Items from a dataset

use std::io::{self, IsTerminal, Write};

use anyhow::anyhow;
use quadrant_shared::{Task, TaskId};
use unicode_width::UnicodeWidthStr;

use crate::classify::Quadrant;
use crate::config::Config;
use crate::datetime::{format_date, format_date_time};
use crate::dispatch::Mutation;

pub const NO_DEADLINE: &str = "No deadline";
pub const DONE_GLYPH: &str = "✅";
pub const PENDING_GLYPH: &str = "⏳";

#[derive(Debug, Clone, Copy, PartialEq, Eq)]
pub enum ViewKind {
    Pending,
    Done,
}

impl ViewKind {
    pub fn actions(self) -> &'static [RowAction] {
        match self {
            ViewKind::Pending => &[RowAction::MarkDone, RowAction::Delete],
            ViewKind::Done => &[RowAction::MoveToPending],
        }
    }

    pub fn title(self) -> &'static str {
        match self {
            ViewKind::Pending => "Pending",
            ViewKind::Done => "Done",
        }
    }
}

#[derive(Debug, Clone, Copy, PartialEq, Eq)]
pub enum RowAction {
    MarkDone,
    Delete,
    MoveToPending,
}

impl RowAction {
    pub fn label(self) -> &'static str {
        match self {
            RowAction::MarkDone => "✓ Done",
            RowAction::Delete => "✕ Delete",
            RowAction::MoveToPending => "Move to Pending",
        }
    }

    /// Command word that triggers the action from the CLI and shell.
    pub fn verb(self) -> &'static str {
        match self {
            RowAction::MarkDone => "done",
            RowAction::Delete => "delete",
            RowAction::MoveToPending => "reopen",
        }
    }

    fn css_class(self) -> &'static str {
        match self {
            RowAction::MarkDone => "btn-done",
            RowAction::Delete => "btn-delete",
            RowAction::MoveToPending => "move-pending",
        }
    }
}

#[must_use]
pub fn status_glyph(completed: bool) -> &'static str {
    if completed { DONE_GLYPH } else { PENDING_GLYPH }
}

#[derive(Debug, Clone, PartialEq, Eq)]
pub struct Row {
    pub id: TaskId,
    pub text: String,
    pub created: String,
    pub priority: &'static str,
    pub style: &'static str,
    pub deadline: String,
    pub completed: Option<String>,
    pub status: Option<&'static str>,
    pub actions: &'static [RowAction],
}

#[must_use]
pub fn build_row(kind: ViewKind, task: &Task) -> Row {
    let quadrant = Quadrant::from_flags(task.important, task.urgent);
    let deadline = match task.deadline {
        Some(_) => format_date(task.deadline),
        None => NO_DEADLINE.to_string(),
    };

    let (completed, status) = match kind {
        ViewKind::Pending => (None, None),
        ViewKind::Done => (
            Some(format_date_time(task.completed_at)),
            Some(status_glyph(task.completed)),
        ),
    };

    Row {
        id: task.id.clone(),
        text: task.text.clone(),
        created: format_date_time(task.created_at),
        priority: quadrant.label(),
        style: quadrant.style_class(),
        deadline,
        completed,
        status,
        actions: kind.actions(),
    }
}

pub fn build_rows<'a, I>(kind: ViewKind, tasks: I) -> Vec<Row>
where
    I: IntoIterator<Item = &'a Task>,
{
    tasks.into_iter().map(|task| build_row(kind, task)).collect()
}

/// Rendered body of one view. Actions are looked up by row id against the
/// rows currently held, so replacing the rows is all it takes to retire
/// the old ones.
#[derive(Debug, Clone)]
pub struct TableView {
    kind: ViewKind,
    rows: Vec<Row>,
}

impl TableView {
    pub fn new(kind: ViewKind) -> Self {
        Self { kind, rows: vec![] }
    }

    pub fn kind(&self) -> ViewKind {
        self.kind
    }

    pub fn rows(&self) -> &[Row] {
        &self.rows
    }

    pub fn len(&self) -> usize {
        self.rows.len()
    }

    pub fn is_empty(&self) -> bool {
        self.rows.is_empty()
    }

    pub fn replace(&mut self, rows: Vec<Row>) {
        self.rows = rows;
    }

    pub fn row(&self, id: &TaskId) -> Option<&Row> {
        self.rows.iter().find(|row| &row.id == id)
    }

    pub fn resolve(&self, id: &TaskId, action: RowAction) -> Option<Mutation> {
        let row = self.row(id)?;
        if !row.actions.contains(&action) {
            return None;
        }

        Some(match action {
            RowAction::MarkDone | RowAction::MoveToPending => Mutation::Toggle(row.id.clone()),
            RowAction::Delete => Mutation::Remove(row.id.clone()),
        })
    }
}

#[derive(Debug, Clone, Copy, PartialEq, Eq, Default)]
pub enum OutputFormat {
    #[default]
    Table,
    Html,
}

#[derive(Debug, Clone)]
pub struct Renderer {
    color: bool,
    format: OutputFormat,
}

impl Renderer {
    pub fn new(cfg: &Config) -> anyhow::Result<Self> {
        let color_cfg = cfg.get("color").unwrap_or_else(|| "on".to_string());
        let color = match color_cfg.to_ascii_lowercase().as_str() {
            "on" | "yes" | "true" | "1" => true,
            "off" | "no" | "false" | "0" => false,
            other => return Err(anyhow!("invalid color setting: {other}")),
        };

        Ok(Self {
            color: color && io::stdout().is_terminal(),
            format: OutputFormat::Table,
        })
    }

    pub fn plain(format: OutputFormat) -> Self {
        Self {
            color: false,
            format,
        }
    }

    pub fn with_format(mut self, format: OutputFormat) -> Self {
        self.format = format;
        self
    }

    pub fn write_view<W: Write>(&self, mut out: W, view: &TableView) -> anyhow::Result<()> {
        match self.format {
            OutputFormat::Table => {
                writeln!(out, "{} ({})", view.kind().title(), view.len())?;
                let (headers, rows) = self.table_cells(view);
                write_table(&mut out, headers, rows)
            }
            OutputFormat::Html => write_html(&mut out, view),
        }
    }

    fn table_cells(&self, view: &TableView) -> (Vec<String>, Vec<Vec<String>>) {
        let headers: Vec<String> = match view.kind() {
            ViewKind::Pending => vec!["ID", "Task", "Created", "Priority", "Deadline", "Actions"],
            ViewKind::Done => vec![
                "ID",
                "Task",
                "Priority",
                "Created",
                "Deadline",
                "Completed",
                "Status",
                "Actions",
            ],
        }
        .into_iter()
        .map(str::to_string)
        .collect();

        let rows = view
            .rows()
            .iter()
            .map(|row| {
                let id = self.paint(row.id.as_str(), "33");
                let priority = self.paint(row.priority, style_color(row.style));
                let actions = row
                    .actions
                    .iter()
                    .map(|action| action.verb())
                    .collect::<Vec<_>>()
                    .join(" ");

                match view.kind() {
                    ViewKind::Pending => vec![
                        id,
                        row.text.clone(),
                        row.created.clone(),
                        priority,
                        row.deadline.clone(),
                        actions,
                    ],
                    ViewKind::Done => vec![
                        id,
                        row.text.clone(),
                        priority,
                        row.created.clone(),
                        row.deadline.clone(),
                        row.completed.clone().unwrap_or_default(),
                        row.status.unwrap_or_default().to_string(),
                        actions,
                    ],
                }
            })
            .collect();

        (headers, rows)
    }

    fn paint(&self, text: &str, code: &str) -> String {
        if !self.color {
            return text.to_string();
        }
        format!("\x1b[{code}m{text}\x1b[0m")
    }
}

fn style_color(style: &str) -> &'static str {
    match style {
        "prio-critical" => "31",
        "prio-urgent" => "33",
        "prio-important" => "32",
        _ => "37",
    }
}

fn write_html<W: Write>(writer: &mut W, view: &TableView) -> anyhow::Result<()> {
    for row in view.rows() {
        let id = escape_html(row.id.as_str());
        let text = escape_html(&row.text);
        let buttons = row
            .actions
            .iter()
            .map(|action| {
                format!(
                    r#"<button class="{}" data-id="{id}">{}</button>"#,
                    action.css_class(),
                    action.label()
                )
            })
            .collect::<Vec<_>>()
            .join(" ");

        match view.kind() {
            ViewKind::Pending => writeln!(
                writer,
                r#"<tr class="{}" data-id="{id}"><td>{id}</td><td><div class="task-text">{text}</div><div class="task-meta">Created: {}</div></td><td>{}</td><td>{}</td><td>{buttons}</td></tr>"#,
                row.style, row.created, row.priority, row.deadline
            )?,
            ViewKind::Done => writeln!(
                writer,
                r#"<tr class="{} completed" data-id="{id}"><td>{id}</td><td>{text}</td><td>{}</td><td>{}</td><td>{}</td><td>{}</td><td>{}</td><td>{buttons}</td></tr>"#,
                row.style,
                row.priority,
                row.created,
                row.deadline,
                row.completed.as_deref().unwrap_or_default(),
                row.status.unwrap_or_default()
            )?,
        }
    }

    Ok(())
}

#[must_use]
pub fn escape_html(s: &str) -> String {
    s.replace('&', "&amp;")
        .replace('<', "&lt;")
        .replace('>', "&gt;")
}

fn write_table<W: Write>(
    mut writer: W,
    headers: Vec<String>,
    rows: Vec<Vec<String>>,
) -> anyhow::Result<()> {
    let column_count = headers.len();
    let mut widths = vec![0usize; column_count];

    for (idx, header) in headers.iter().enumerate() {
        widths[idx] = widths[idx].max(UnicodeWidthStr::width(header.as_str()));
    }

    for row in &rows {
        for (idx, cell) in row.iter().enumerate() {
            widths[idx] = widths[idx].max(UnicodeWidthStr::width(strip_ansi(cell).as_str()));
        }
    }

    for idx in 0..column_count {
        write!(writer, "{:width$} ", headers[idx], width = widths[idx])?;
    }
    writeln!(writer)?;

    for idx in 0..column_count {
        write!(writer, "{:-<width$} ", "", width = widths[idx])?;
    }
    writeln!(writer)?;

    for row in rows {
        for idx in 0..column_count {
            let cell = &row[idx];
            let visible_width = UnicodeWidthStr::width(strip_ansi(cell).as_str());
            let padding = widths[idx].saturating_sub(visible_width);
            write!(writer, "{}{} ", cell, " ".repeat(padding))?;
        }
        writeln!(writer)?;
    }

    Ok(())
}

fn strip_ansi(s: &str) -> String {
    let mut out = String::with_capacity(s.len());
    let mut escaped = false;

    for ch in s.chars() {
        if escaped {
            if ch == 'm' {
                escaped = false;
            }
            continue;
        }

        if ch == '\x1b' {
            escaped = true;
            continue;
        }

        out.push(ch);
    }

    out
}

▸ WHAT TO WORK ON
Copy down each line in the entries that has the word "Config".

▸ RESULT OF THE TASK
use crate::config::Config;
    pub fn new(cfg: &Config) -> anyhow::Result<Self> {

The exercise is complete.